JavaScript Prompt Input Handling: Getting and Validating Age Input

Let’s take a variable and read the input.
const ageInput = prompt("Please enter your age");

After that we can put the condition like if `ageInput !== null`. If the user presses the Cancel button in that case it returns a null that he or she has not entered anything, they have cancelled it. If they cancelled, there is no need to do further checks.
Inside the branch where input is present, convert the string to a number. Since prompt returns a string, for converting it into a number we will write `Number(ageInput)` because age will be in number.
if (ageInput !== null) {
const age = Number(ageInput);
// if your age is not a number
if (!isNaN(age)) {
alert("Your age is " + age);
} else {
alert("This is not a valid number.");
}
} else {
alert("You cancelled.");
}
JavaScript Prompt Input Handling: Step-by-step
Take a variable: `const ageInput = prompt(“Please enter your age”);`

Put the condition `if (ageInput !== null)` so that further condition checking only happens when input is not null.

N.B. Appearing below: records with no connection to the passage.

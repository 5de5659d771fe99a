//! # Deferred Publisher
//!
//! Makes a payload available to a registration hook whether or not that hook
//! exists yet. The hook is an explicit optional capability supplied at
//! construction; when it is absent the payload goes to a buffering strategy,
//! a [`PendingSlot`] unless another [`Stash`] is configured.
//!
//! # Delivery
//!
//! - **Hook present**: called once, synchronously, with the payload. An error
//!   from the hook is returned to the caller; the stash is not touched.
//! - **Hook absent**: the payload overwrites whatever the stash held.
//!
//! Nothing guarantees a buffered payload is ever drained. A consumer that
//! arrives later can pick it up through [`DeferredPublisher::attach`] or
//! [`PendingSlot::drain_into`].

use implreg_core::{Delivery, HookError, Payload, PublishError, RegistrationHook, Stash};
use implreg_std::PendingSlot;
use std::sync::Arc;

/// Shared, type-erased registration hook.
pub type SharedHook<P> = Arc<dyn RegistrationHook<P>>;

const DEFAULT_NAME: &str = "implementors";

/// Publishes payloads to an optional hook, buffering when it is absent.
///
/// # Example
///
/// ```rust
/// use implreg::{DeferredPublisher, Delivery, Implementors};
///
/// let publisher = DeferredPublisher::new();
/// let delivery = publisher
///     .publish(Implementors::from([("ns", ["a", "b"])]))
///     .unwrap();
///
/// assert_eq!(delivery, Delivery::Pending { displaced: false });
/// assert_eq!(
///     publisher.stash().peek(),
///     Some(Implementors::from([("ns", ["a", "b"])]))
/// );
/// ```
pub struct DeferredPublisher<P: Payload, S = PendingSlot<P>> {
    hook: Option<SharedHook<P>>,
    stash: S,
    name: &'static str,
}

impl<P: Payload> DeferredPublisher<P> {
    /// A publisher with no hook that buffers into a fresh [`PendingSlot`].
    pub fn new() -> Self {
        Self::builder().build()
    }

    /// A publisher that delivers straight to `hook`.
    pub fn with_hook<H: RegistrationHook<P>>(hook: H) -> Self {
        Self::builder().hook(hook).build()
    }

    /// Start configuring a publisher.
    pub fn builder() -> PublisherBuilder<P> {
        PublisherBuilder::new()
    }

    /// Installs `hook` and drains any pending payload into it.
    ///
    /// Returns `Ok(true)` if a buffered payload was delivered. The hook stays
    /// installed even when the drain fails.
    pub fn attach<H: RegistrationHook<P>>(&mut self, hook: H) -> Result<bool, PublishError> {
        let hook: SharedHook<P> = Arc::new(hook);
        self.hook = Some(Arc::clone(&hook));
        let drained = self.stash.drain_into(&*hook)?;

        #[cfg(feature = "tracing")]
        tracing::debug!(publisher = %self.name, drained, "registration hook attached");

        Ok(drained)
    }
}

impl<P: Payload> Default for DeferredPublisher<P> {
    fn default() -> Self {
        Self::new()
    }
}

impl<P: Payload, S: Stash<P>> DeferredPublisher<P, S> {
    /// Delivers `payload` to the hook, or to the stash when there is none.
    ///
    /// # Errors
    ///
    /// Returns [`PublishError::Hook`] if the hook fails. The failure is not
    /// retried and the payload is not buffered.
    pub fn publish(&self, payload: P) -> Result<Delivery, PublishError> {
        let Some(hook) = &self.hook else {
            let displaced = self.stash.stash(payload).is_some();

            #[cfg(feature = "tracing")]
            {
                if displaced {
                    tracing::warn!(publisher = %self.name, "pending payload overwritten before delivery");
                } else {
                    tracing::debug!(publisher = %self.name, "no registration hook; payload buffered");
                }
            }

            return Ok(Delivery::Pending { displaced });
        };

        hook.register(&payload).map_err(HookError::from)?;

        #[cfg(feature = "tracing")]
        tracing::debug!(publisher = %self.name, "payload delivered to registration hook");

        Ok(Delivery::Registered)
    }

    /// Replaces the hook without draining, returning the previous one.
    pub fn set_hook<H: RegistrationHook<P>>(&mut self, hook: H) -> Option<SharedHook<P>> {
        self.hook.replace(Arc::new(hook))
    }

    /// Removes the hook so later publishes are buffered.
    pub fn clear_hook(&mut self) -> Option<SharedHook<P>> {
        self.hook.take()
    }

    /// The installed hook, if any.
    pub fn hook(&self) -> Option<&SharedHook<P>> {
        self.hook.as_ref()
    }

    /// Returns `true` if a hook is installed.
    pub fn has_hook(&self) -> bool {
        self.hook.is_some()
    }

    /// The buffering strategy.
    pub fn stash(&self) -> &S {
        &self.stash
    }

    /// The name used in log events.
    pub fn name(&self) -> &'static str {
        self.name
    }
}

impl<P: Payload, S> std::fmt::Debug for DeferredPublisher<P, S> {
    fn fmt(&self, f: &mut std::fmt::Formatter<'_>) -> std::fmt::Result {
        f.debug_struct("DeferredPublisher")
            .field("name", &self.name)
            .field("has_hook", &self.hook.is_some())
            .finish_non_exhaustive()
    }
}

/// Builder for [`DeferredPublisher`].
pub struct PublisherBuilder<P: Payload, S = PendingSlot<P>> {
    hook: Option<SharedHook<P>>,
    stash: S,
    name: &'static str,
}

impl<P: Payload> PublisherBuilder<P> {
    /// A builder with no hook and a fresh [`PendingSlot`].
    pub fn new() -> Self {
        Self {
            hook: None,
            stash: PendingSlot::new(),
            name: DEFAULT_NAME,
        }
    }
}

impl<P: Payload> Default for PublisherBuilder<P> {
    fn default() -> Self {
        Self::new()
    }
}

impl<P: Payload, S> PublisherBuilder<P, S> {
    /// Set the registration hook.
    pub fn hook<H: RegistrationHook<P>>(mut self, hook: H) -> Self {
        self.hook = Some(Arc::new(hook));
        self
    }

    /// Set an already shared hook, or none.
    pub fn shared_hook(mut self, hook: Option<SharedHook<P>>) -> Self {
        self.hook = hook;
        self
    }

    /// Set the hook if one is given.
    pub fn maybe_hook<H: RegistrationHook<P>>(self, hook: Option<H>) -> Self {
        match hook {
            Some(hook) => self.hook(hook),
            None => self,
        }
    }

    /// Replace the buffering strategy.
    pub fn stash<S2: Stash<P>>(self, stash: S2) -> PublisherBuilder<P, S2> {
        PublisherBuilder {
            hook: self.hook,
            stash,
            name: self.name,
        }
    }

    /// Name the publisher in log events.
    pub fn name(mut self, name: &'static str) -> Self {
        self.name = name;
        self
    }

    /// Build the publisher.
    pub fn build(self) -> DeferredPublisher<P, S> {
        DeferredPublisher {
            hook: self.hook,
            stash: self.stash,
            name: self.name,
        }
    }
}

#[cfg(test)]
mod tests {
    use super::*;
    use implreg_core::{DiscardStash, Implementors, hook_fn};
    use implreg_std::testing::{FailingHook, RecordingHook};

    fn sample() -> Implementors {
        Implementors::from([("ns", ["a", "b"])])
    }

    #[test]
    fn test_hook_present_registers_once() {
        let recorder = RecordingHook::new();
        let publisher = DeferredPublisher::with_hook(recorder.clone());

        let delivery = publisher.publish(sample()).unwrap();

        assert_eq!(delivery, Delivery::Registered);
        assert_eq!(recorder.calls(), vec![sample()]);
        assert!(publisher.stash().is_empty());
    }

    #[test]
    fn test_hook_absent_buffers() {
        let publisher = DeferredPublisher::new();

        let delivery = publisher.publish(sample()).unwrap();

        assert_eq!(delivery, Delivery::Pending { displaced: false });
        assert_eq!(publisher.stash().peek(), Some(sample()));
    }

    #[test]
    fn test_second_publish_overwrites_pending() {
        let publisher = DeferredPublisher::new();
        let first = Implementors::from([("ns", ["first"])]);
        let second = Implementors::from([("ns", ["second"])]);

        assert_eq!(
            publisher.publish(first).unwrap(),
            Delivery::Pending { displaced: false }
        );
        let delivery = publisher.publish(second.clone()).unwrap();

        assert_eq!(delivery, Delivery::Pending { displaced: true });
        assert_eq!(publisher.stash().take(), Some(second));
        assert!(publisher.stash().is_empty());
    }

    #[test]
    fn test_failing_hook_propagates_and_skips_stash() {
        let failing = FailingHook::new("bad payload");
        let publisher = DeferredPublisher::with_hook(failing.clone());

        let err = publisher.publish(sample()).unwrap_err();

        assert!(matches!(err, PublishError::Hook(HookError::Rejected(ref r)) if r == "bad payload"));
        assert_eq!(failing.attempts(), 1);
        assert!(publisher.stash().is_empty());
    }

    #[test]
    #[should_panic(expected = "hook exploded")]
    fn test_panicking_hook_unwinds_through_publish() {
        let publisher = DeferredPublisher::with_hook(hook_fn(
            |_: &Implementors| -> Result<(), implreg_core::BoxError> { panic!("hook exploded") },
        ));
        let _ = publisher.publish(sample());
    }

    #[test]
    fn test_attach_drains_pending() {
        let mut publisher = DeferredPublisher::new();
        let _ = publisher.publish(sample()).unwrap();

        let recorder = RecordingHook::new();
        assert!(publisher.attach(recorder.clone()).unwrap());
        assert_eq!(recorder.calls(), vec![sample()]);
        assert!(publisher.stash().is_empty());

        // Later publishes go straight to the hook.
        let delivery = publisher.publish(Implementors::new()).unwrap();
        assert_eq!(delivery, Delivery::Registered);
        assert_eq!(recorder.count(), 2);
    }

    #[test]
    fn test_attach_with_nothing_pending() {
        let mut publisher = DeferredPublisher::<Implementors>::new();
        assert!(!publisher.attach(RecordingHook::<Implementors>::new()).unwrap());
        assert!(publisher.has_hook());
    }

    #[test]
    fn test_set_hook_does_not_drain() {
        let mut publisher = DeferredPublisher::new();
        let _ = publisher.publish(sample()).unwrap();

        let recorder = RecordingHook::new();
        assert!(publisher.set_hook(recorder.clone()).is_none());

        assert_eq!(recorder.count(), 0);
        assert_eq!(publisher.stash().peek(), Some(sample()));

        let next = Implementors::from([("ns", ["c"])]);
        assert_eq!(publisher.publish(next.clone()).unwrap(), Delivery::Registered);
        assert_eq!(recorder.calls(), vec![next]);
        assert_eq!(publisher.stash().peek(), Some(sample()));
    }

    #[test]
    fn test_clear_hook_returns_to_buffering() {
        let recorder = RecordingHook::new();
        let mut publisher = DeferredPublisher::with_hook(recorder.clone());
        assert!(publisher.clear_hook().is_some());

        let delivery = publisher.publish(sample()).unwrap();
        assert!(delivery.is_pending());
        assert_eq!(recorder.count(), 0);
    }

    #[test]
    fn test_builder_with_discard_stash() {
        let publisher = DeferredPublisher::<Implementors>::builder()
            .name("discarding")
            .stash(DiscardStash)
            .build();

        assert_eq!(publisher.name(), "discarding");
        assert_eq!(
            publisher.publish(sample()).unwrap(),
            Delivery::Pending { displaced: false }
        );
    }

    #[test]
    fn test_builder_shares_external_slot() {
        let slot = PendingSlot::new();
        let publisher = DeferredPublisher::<Implementors>::builder()
            .maybe_hook(None::<RecordingHook<Implementors>>)
            .stash(slot.clone())
            .build();

        let _ = publisher.publish(sample()).unwrap();
        assert_eq!(slot.take(), Some(sample()));
    }
}
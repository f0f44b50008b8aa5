// ── TCP probe channel ──
//
// A channel that declares itself ready the first time a TCP connection to
// its endpoint succeeds. Probing runs on a background task that stops once
// the endpoint answered or the channel is dropped.

use std::net::SocketAddr;
use std::time::Duration;

use tokio::net::TcpStream;
use tokio::sync::watch;
use tokio::time::MissedTickBehavior;
use tokio_util::sync::CancellationToken;
use tracing::{info, trace};

use super::{ApiChannel, Readiness, ReadinessSignal};

/// Channel whose readiness is "a TCP connect to `addr` succeeded".
#[derive(Debug)]
pub struct TcpProbeChannel {
    name: String,
    addr: SocketAddr,
    signal: ReadinessSignal,
    cancel: CancellationToken,
}

impl TcpProbeChannel {
    /// Start probing `addr` every `interval`. Must be called from within a
    /// tokio runtime.
    pub fn spawn(addr: SocketAddr, interval: Duration) -> Self {
        let signal = ReadinessSignal::new();
        let cancel = CancellationToken::new();
        let name = format!("tcp://{addr}");

        tokio::spawn(probe_task(
            name.clone(),
            addr,
            interval,
            signal.clone(),
            cancel.clone(),
        ));

        Self {
            name,
            addr,
            signal,
            cancel,
        }
    }

    pub fn addr(&self) -> SocketAddr {
        self.addr
    }

    pub fn signal(&self) -> &ReadinessSignal {
        &self.signal
    }

    /// Stop the background probe. Readiness keeps its last value.
    pub fn shutdown(&self) {
        self.cancel.cancel();
    }
}

impl Drop for TcpProbeChannel {
    fn drop(&mut self) {
        self.cancel.cancel();
    }
}

impl ApiChannel for TcpProbeChannel {
    fn name(&self) -> &str {
        &self.name
    }

    fn readiness(&self) -> watch::Receiver<Readiness> {
        self.signal.subscribe()
    }
}

// ── Background task ──────────────────────────────────────────────

async fn probe_task(
    name: String,
    addr: SocketAddr,
    interval: Duration,
    signal: ReadinessSignal,
    cancel: CancellationToken,
) {
    // `interval` panics on zero.
    let period = interval.max(Duration::from_millis(1));
    let mut ticker = tokio::time::interval(period);
    ticker.set_missed_tick_behavior(MissedTickBehavior::Delay);

    loop {
        tokio::select! {
            biased;
            () = cancel.cancelled() => break,
            _ = ticker.tick() => {
                match tokio::time::timeout(period, TcpStream::connect(addr)).await {
                    Ok(Ok(_stream)) => {
                        info!(channel = %name, "endpoint accepted connection");
                        signal.mark_ready();
                        break;
                    }
                    Ok(Err(e)) => trace!(channel = %name, error = %e, "probe failed"),
                    Err(_) => trace!(channel = %name, "probe timed out"),
                }
            }
        }
    }
}
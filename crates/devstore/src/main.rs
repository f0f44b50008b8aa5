mod cli;
mod commands;
mod error;

use clap::Parser;
use tracing_subscriber::EnvFilter;

use devstore_config::{Config, LogConfig};

use crate::cli::{Cli, Command, GlobalOpts};
use crate::error::CliError;

#[tokio::main]
async fn main() {
    let cli = Cli::parse();

    if let Err(err) = run(cli).await {
        let code = err.exit_code();
        eprintln!("{:?}", miette::Report::new(err));
        std::process::exit(code);
    }
}

async fn run(cli: Cli) -> Result<(), CliError> {
    // Completions must work even with a broken config file.
    let cfg = match cli.command {
        Command::Completions(_) => Config::default(),
        _ => load_config(&cli.global)?,
    };

    init_tracing(cli.global.verbose, &cfg.log);
    tracing::debug!(command = ?cli.command, "dispatching command");
    commands::dispatch(cli.command, &cli.global, &cfg).await
}

fn load_config(global: &GlobalOpts) -> Result<Config, CliError> {
    let cfg = match global.config {
        Some(ref path) => devstore_config::load_config_from(path)?,
        None => devstore_config::load_config()?,
    };
    Ok(cfg)
}

/// Install the global subscriber. `RUST_LOG` wins over `-v`, which wins
/// over `log.level` from the config.
fn init_tracing(verbosity: u8, log: &LogConfig) {
    let filter = match verbosity {
        0 => log.level.as_str(),
        1 => "info",
        2 => "debug",
        _ => "trace",
    };

    let builder = tracing_subscriber::fmt()
        .with_env_filter(
            EnvFilter::try_from_default_env().unwrap_or_else(|_| EnvFilter::new(filter)),
        )
        .with_target(false)
        .with_writer(std::io::stderr);

    if log.is_json() {
        builder.json().init();
    } else {
        builder.init();
    }
}
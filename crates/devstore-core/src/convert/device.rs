// ── Device documents ──
//
// Device fields are stored under short reserved keys. The key strings are
// the storage contract with existing documents and must not change without
// a migration.

use tracing::{Level, debug, trace};

use super::{
    DocumentConverter, ElementMappingMapper, EntityFieldMapper, FieldMapper, MetadataFieldMapper,
};
use crate::document::{Document, Value, ValueKind};
use crate::error::DecodeError;
use crate::model::{Device, DeviceElementMapping};

/// Top-level keys owned by [`DeviceRecordMapper`] itself.
pub mod keys {
    pub const ID: &str = "id";
    pub const HARDWARE_ID: &str = "hw";
    pub const SITE_ID: &str = "si";
    pub const DEVICE_TYPE_ID: &str = "ty";
    pub const PARENT_DEVICE_ID: &str = "pd";
    pub const ELEMENT_MAPPINGS: &str = "em";
    pub const COMMENTS: &str = "cm";
    pub const ASSIGNMENT_ID: &str = "an";

    pub const ALL: &[&str] = &[
        ID,
        HARDWARE_ID,
        SITE_ID,
        DEVICE_TYPE_ID,
        PARENT_DEVICE_ID,
        ELEMENT_MAPPINGS,
        COMMENTS,
        ASSIGNMENT_ID,
    ];
}

/// Converts a [`Device`] to and from its stored document.
///
/// Composes the element-mapping converter for the nested `em` list and the
/// shared audit and metadata field mappers, which append their keys into
/// the same document.
#[derive(Debug, Clone, Copy, Default)]
pub struct DeviceRecordMapper {
    elements: ElementMappingMapper,
    entity: EntityFieldMapper,
    metadata: MetadataFieldMapper,
}

impl DeviceRecordMapper {
    pub fn new() -> Self {
        Self::default()
    }

    /// Every top-level key written for a device, including those of the
    /// composed field mappers.
    pub fn reserved_keys(&self) -> Vec<&'static str> {
        let mut all = keys::ALL.to_vec();
        all.extend_from_slice(FieldMapper::<Device>::keys(&self.entity));
        all.extend_from_slice(FieldMapper::<Device>::keys(&self.metadata));
        all
    }

    /// Append the device's fields into an existing document.
    pub fn write_into(&self, source: &Device, target: &mut Document) {
        let mappings: Vec<Value> = source
            .device_element_mappings
            .iter()
            .map(|m| Value::Document(self.elements.to_document(m)))
            .collect();

        target
            .append(keys::ID, source.id)
            .append(keys::HARDWARE_ID, source.hardware_id.clone())
            .append(keys::SITE_ID, source.site_id)
            .append(keys::DEVICE_TYPE_ID, source.device_type_id)
            .append(keys::PARENT_DEVICE_ID, source.parent_device_id)
            .append(keys::COMMENTS, source.comments.clone())
            .append(keys::ASSIGNMENT_ID, source.device_assignment_id)
            .append(keys::ELEMENT_MAPPINGS, mappings);

        self.entity.write(source, target);
        self.metadata.write(source, target);
    }

    /// Decode `source` and replace `target` with the result.
    ///
    /// `target` is only overwritten once the whole document has decoded.
    pub fn read_into(&self, source: &Document, target: &mut Device) -> Result<(), DecodeError> {
        *target = self.from_document(source)?;
        Ok(())
    }

    fn read_element_mappings(
        &self,
        source: &Document,
    ) -> Result<Vec<DeviceElementMapping>, DecodeError> {
        let Some(items) = source.get_array(keys::ELEMENT_MAPPINGS)? else {
            return Ok(Vec::new());
        };

        items
            .iter()
            .enumerate()
            .map(|(index, item)| {
                let sub = item.as_document().ok_or_else(|| {
                    DecodeError::element(
                        keys::ELEMENT_MAPPINGS,
                        index,
                        DecodeError::unexpected(
                            keys::ELEMENT_MAPPINGS,
                            ValueKind::Document,
                            item.kind(),
                        ),
                    )
                })?;
                self.elements
                    .from_document(sub)
                    .map_err(|e| DecodeError::element(keys::ELEMENT_MAPPINGS, index, e))
            })
            .collect()
    }

    fn log_unknown_keys(&self, source: &Document) {
        if !tracing::enabled!(Level::DEBUG) {
            return;
        }
        let reserved = self.reserved_keys();
        let unknown: Vec<&str> = source
            .keys()
            .filter(|k| !reserved.iter().any(|r| r == k))
            .collect();
        if !unknown.is_empty() {
            debug!(?unknown, "ignoring unrecognised device document keys");
        }
    }
}

impl DocumentConverter for DeviceRecordMapper {
    type Entity = Device;

    fn to_document(&self, source: &Device) -> Document {
        let mut doc = Document::new();
        self.write_into(source, &mut doc);
        doc
    }

    fn from_document(&self, source: &Document) -> Result<Device, DecodeError> {
        let mut device = Device {
            id: source.get_uuid(keys::ID)?,
            hardware_id: source.get_str(keys::HARDWARE_ID)?.map(str::to_owned),
            site_id: source.get_uuid(keys::SITE_ID)?,
            device_type_id: source.get_uuid(keys::DEVICE_TYPE_ID)?,
            parent_device_id: source.get_uuid(keys::PARENT_DEVICE_ID)?,
            comments: source.get_str(keys::COMMENTS)?.map(str::to_owned),
            device_assignment_id: source.get_uuid(keys::ASSIGNMENT_ID)?,
            device_element_mappings: self.read_element_mappings(source)?,
            ..Device::default()
        };

        self.entity.read(source, &mut device)?;
        self.metadata.read(source, &mut device)?;

        trace!(
            id = ?device.id,
            hardware_id = ?device.hardware_id,
            mappings = device.device_element_mappings.len(),
            "decoded device document"
        );
        self.log_unknown_keys(source);
        Ok(device)
    }
}

#[cfg(test)]
#[allow(clippy::unwrap_used)]
mod tests {
    use std::collections::HashSet;

    use super::*;
    use crate::convert::element_mapping;
    use chrono::Utc;
    use pretty_assertions::assert_eq;
    use uuid::Uuid;

    fn sample_device() -> Device {
        Device {
            id: Some(Uuid::new_v4()),
            hardware_id: Some("HW-100".into()),
            site_id: Some(Uuid::new_v4()),
            device_type_id: Some(Uuid::new_v4()),
            parent_device_id: None,
            comments: Some("test unit".into()),
            device_assignment_id: None,
            device_element_mappings: vec![DeviceElementMapping::new("slot-1", "HW-200")],
            ..Device::default()
        }
    }

    #[test]
    fn writes_reserved_keys_in_order() {
        let doc = DeviceRecordMapper::new().to_document(&sample_device());
        let top: Vec<&str> = doc.keys().take(keys::ALL.len()).collect();
        assert_eq!(top, vec!["id", "hw", "si", "ty", "pd", "cm", "an", "em"]);
    }

    #[test]
    fn scenario_device_round_trips() {
        let mapper = DeviceRecordMapper::new();
        let device = sample_device();
        let doc = mapper.to_document(&device);

        assert_eq!(doc.get_uuid(keys::ID).unwrap(), device.id);
        assert_eq!(doc.get(keys::PARENT_DEVICE_ID), Some(&Value::Null));
        assert_eq!(doc.get(keys::ASSIGNMENT_ID), Some(&Value::Null));
        let em = doc.get_array(keys::ELEMENT_MAPPINGS).unwrap().unwrap();
        assert_eq!(em.len(), 1);
        let slot = em[0].as_document().unwrap();
        assert_eq!(slot.get_str(element_mapping::keys::SCHEMA_PATH).unwrap(), Some("slot-1"));
        assert_eq!(slot.get_str(element_mapping::keys::HARDWARE_ID).unwrap(), Some("HW-200"));

        assert_eq!(mapper.from_document(&doc).unwrap(), device);
    }

    #[test]
    fn encoding_is_deterministic_and_leaves_input_alone() {
        let mapper = DeviceRecordMapper::new();
        let mut device = sample_device();
        device.audit = crate::model::EntityAudit::created("admin", Utc::now());
        device.metadata.insert("zone".into(), "north".into());
        device.metadata.insert("asset".into(), "A-1".into());
        let snapshot = device.clone();

        let first = mapper.to_document(&device);
        let second = mapper.to_document(&device);

        assert_eq!(device, snapshot);
        assert_eq!(first, second);
        assert_eq!(
            first.keys().collect::<Vec<_>>(),
            second.keys().collect::<Vec<_>>()
        );
    }

    #[test]
    fn missing_mapping_list_decodes_to_empty() {
        let mut doc = Document::new();
        doc.append(keys::HARDWARE_ID, "HW-1");
        let device = DeviceRecordMapper::new().from_document(&doc).unwrap();
        assert!(device.device_element_mappings.is_empty());
        assert_eq!(device.id, None);
        assert_eq!(device.comments, None);
    }

    #[test]
    fn scalar_mapping_list_is_a_decoding_error() {
        let mut doc = Document::new();
        doc.append(keys::ELEMENT_MAPPINGS, "slot-1");
        let err = DeviceRecordMapper::new().from_document(&doc).unwrap_err();
        assert_eq!(
            err,
            DecodeError::unexpected(keys::ELEMENT_MAPPINGS, ValueKind::Array, ValueKind::String)
        );
    }

    #[test]
    fn bad_list_entry_reports_index() {
        let good = ElementMappingMapper.to_document(&DeviceElementMapping::new("a", "HW-1"));
        let mut doc = Document::new();
        doc.append(
            keys::ELEMENT_MAPPINGS,
            vec![Value::Document(good), Value::Int64(7)],
        );

        let err = DeviceRecordMapper::new().from_document(&doc).unwrap_err();
        match err {
            DecodeError::Element { key, index, source } => {
                assert_eq!(key, keys::ELEMENT_MAPPINGS);
                assert_eq!(index, 1);
                assert_eq!(
                    *source,
                    DecodeError::unexpected(
                        keys::ELEMENT_MAPPINGS,
                        ValueKind::Document,
                        ValueKind::Int64
                    )
                );
            }
            other @ DecodeError::UnexpectedType { .. } => panic!("unexpected error: {other}"),
        }
    }

    #[test]
    fn identifier_with_wrong_kind_fails() {
        let mut doc = Document::new();
        doc.append(keys::SITE_ID, "7c1f0c7e-0000-0000-0000-000000000000");
        let err = DeviceRecordMapper::new().from_document(&doc).unwrap_err();
        assert_eq!(err.key(), keys::SITE_ID);
    }

    #[test]
    fn unknown_keys_are_ignored() {
        let mapper = DeviceRecordMapper::new();
        let device = sample_device();
        let mut doc = mapper.to_document(&device);
        doc.append("schemaVersion", 3).append("zz", Value::Array(vec![]));
        assert_eq!(mapper.from_document(&doc).unwrap(), device);
    }

    #[test]
    fn read_into_keeps_target_on_failure() {
        let mapper = DeviceRecordMapper::new();
        let mut target = sample_device();
        let before = target.clone();

        let mut doc = Document::new();
        doc.append(keys::HARDWARE_ID, "HW-NEW").append(keys::COMMENTS, 12);
        assert!(mapper.read_into(&doc, &mut target).is_err());
        assert_eq!(target, before);

        doc.append(keys::COMMENTS, "fixed");
        mapper.read_into(&doc, &mut target).unwrap();
        assert_eq!(target.hardware_id.as_deref(), Some("HW-NEW"));
    }

    #[test]
    fn write_into_preserves_existing_entries() {
        let mut doc = Document::new();
        doc.append("_id", "store-assigned");
        DeviceRecordMapper::new().write_into(&sample_device(), &mut doc);
        assert_eq!(doc.keys().next(), Some("_id"));
        assert!(doc.contains_key(keys::HARDWARE_ID));
    }

    #[test]
    fn reserved_keys_do_not_collide() {
        let reserved = DeviceRecordMapper::new().reserved_keys();
        let unique: HashSet<&str> = reserved.iter().copied().collect();
        assert_eq!(unique.len(), reserved.len(), "duplicate key in {reserved:?}");
    }
}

Write `const age = Number(ageInput)` because that particular input has stored inside `ageInput`, and we want a number.

Put the condition that checks numeric input. If `isNaN(age)` means your age is
not a number, so we put the exclamation mark which says that your particular age is a number: `if (!isNaN(age)) { … }`.

In such case you will give the alert as `Your age is ` plus the computed age.

Else you say `alert(“This is not a valid number.”)` because in case the user made the input as some string like `hello` in the age section, it will not be able to convert it into a number.

Else for the condition that `ageInput === null`, make the alert as `You cancelled` so that every edge case is covered.
Full example
<!doctype html>
<html>
<body>
<script>
const ageInput = prompt("Please enter your age");
if (ageInput !== null) {
const age = Number(ageInput);
if (!isNaN(age)) {
alert("Your age is " + age);
} else {
alert("This is not a valid number.");
}
} else {
alert("You cancelled.");
}
</script>
</body>
</html>

If you enter `12` and click OK, it shows that your age is 12. If you enter a string like `hello` and click OK, it says that this is not a valid number. If you click Cancel, it says that you cancelled, which means every edge case is working properly.
Final Thoughts on JavaScript Prompt Input Handling
Prompt is simple to use for quick input. It
always returns a string, and Cancel gives you
null. Convert the input with `Number(…)`, check `!isNaN(…)` to confirm it is numeric, show the result for valid input, report an invalid number for non numeric input, and handle the cancel case explicitly. This is the whole logic we need to take user input with the help of JavaScript prompt.